//! Fixed-capacity inline storage with aligned bump allocation.
//!
//! A [`StackStorage`] owns a byte buffer of `N` bytes laid out inline (so it
//! lives wherever the storage value lives, typically the stack) and a cursor
//! that only moves forward. There is no free path: regions handed out stay
//! consumed until the storage itself is dropped.

use std::cell::{Cell, UnsafeCell};
use std::fmt;
use std::mem::MaybeUninit;
use std::ptr::NonNull;

use crate::error::ArenaError;

/// Inline byte arena of compile-time capacity `N`.
///
/// Allocation takes `&self`: the cursor is a [`Cell`], so any number of
/// [`StackAllocator`](crate::StackAllocator) handles can share one storage.
/// The storage is `!Sync`; sharing it across threads does not compile.
///
/// The buffer starts on a [`BUFFER_ALIGN`](Self::BUFFER_ALIGN) boundary, so
/// requests with alignment up to 16 never pay padding on the first region.
///
/// ```
/// use nook_arena::StackStorage;
///
/// let storage = StackStorage::<64>::new();
/// let a = storage.allocate(24, 8).unwrap();
/// let b = storage.allocate(24, 8).unwrap();
/// assert_eq!(b.as_ptr() as usize - a.as_ptr() as usize, 24);
/// assert!(storage.allocate(24, 8).is_err());
/// assert_eq!(storage.used(), 48);
/// ```
#[repr(C, align(16))]
pub struct StackStorage<const N: usize> {
    /// Backing bytes. Must stay the first field so it inherits the struct alignment.
    buffer: UnsafeCell<[MaybeUninit<u8>; N]>,
    /// Offset of the next free byte, in `0..=N`.
    cursor: Cell<usize>,
}

impl<const N: usize> StackStorage<N> {
    /// Alignment of the first byte of the buffer.
    pub const BUFFER_ALIGN: usize = 16;

    /// Create an empty storage with the cursor at the start of the buffer.
    pub const fn new() -> Self {
        Self {
            buffer: UnsafeCell::new([MaybeUninit::uninit(); N]),
            cursor: Cell::new(0),
        }
    }

    /// Carve `bytes` bytes aligned to `align` out of the buffer.
    ///
    /// The cursor is first rounded up to the next address that is a multiple
    /// of `align`, then advanced by `bytes`. A request that would run past the
    /// end of the buffer fails with [`ArenaError::CapacityExceeded`] and leaves
    /// the cursor exactly where it was, padding included.
    ///
    /// Zero-byte requests succeed while the aligned cursor is within the
    /// buffer; the returned pointer may then be one past the last byte.
    pub fn allocate(&self, bytes: usize, align: usize) -> Result<NonNull<u8>, ArenaError> {
        if !align.is_power_of_two() {
            return Err(ArenaError::InvalidAlignment { align });
        }

        let base = self.base();
        let used = self.cursor.get();
        let padding = base.as_ptr().addr().wrapping_add(used).wrapping_neg() & (align - 1);

        let end = used
            .checked_add(padding)
            .and_then(|start| start.checked_add(bytes))
            .filter(|&end| end <= N);
        let Some(end) = end else {
            tracing::debug!(
                requested = bytes,
                align,
                used,
                capacity = N,
                "stack storage exhausted"
            );
            return Err(ArenaError::CapacityExceeded {
                requested: bytes,
                align,
                used,
                capacity: N,
            });
        };

        self.cursor.set(end);
        // SAFETY: `end - bytes <= end <= N`, so the offset stays inside the
        // buffer or lands one past its last byte.
        Ok(unsafe { base.add(end - bytes) })
    }

    /// Total size of the buffer in bytes.
    pub const fn capacity(&self) -> usize {
        N
    }

    /// Bytes consumed so far, alignment padding included.
    pub fn used(&self) -> usize {
        self.cursor.get()
    }

    /// Bytes left between the cursor and the end of the buffer.
    pub fn remaining(&self) -> usize {
        N - self.cursor.get()
    }

    /// Whether `ptr` points into this storage's buffer.
    pub fn contains<T>(&self, ptr: *const T) -> bool {
        let start = self.base().as_ptr().addr();
        let addr = ptr.addr();
        addr >= start && addr < start + N
    }

    fn base(&self) -> NonNull<u8> {
        // SAFETY: `UnsafeCell::get` returns a pointer derived from `&self`,
        // which is never null.
        unsafe { NonNull::new_unchecked(self.buffer.get().cast::<u8>()) }
    }
}

impl<const N: usize> Default for StackStorage<N> {
    fn default() -> Self {
        Self::new()
    }
}

impl<const N: usize> fmt::Debug for StackStorage<N> {
    fn fmt(&self, f: &mut fmt::Formatter<'_>) -> fmt::Result {
        f.debug_struct("StackStorage")
            .field("capacity", &N)
            .field("used", &self.used())
            .finish()
    }
}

Exercise prompt: Lines that contain the string "never" should be copied from the material above.

Your solution:
/// requests with alignment up to 16 never pay padding on the first region.
        // which is never null.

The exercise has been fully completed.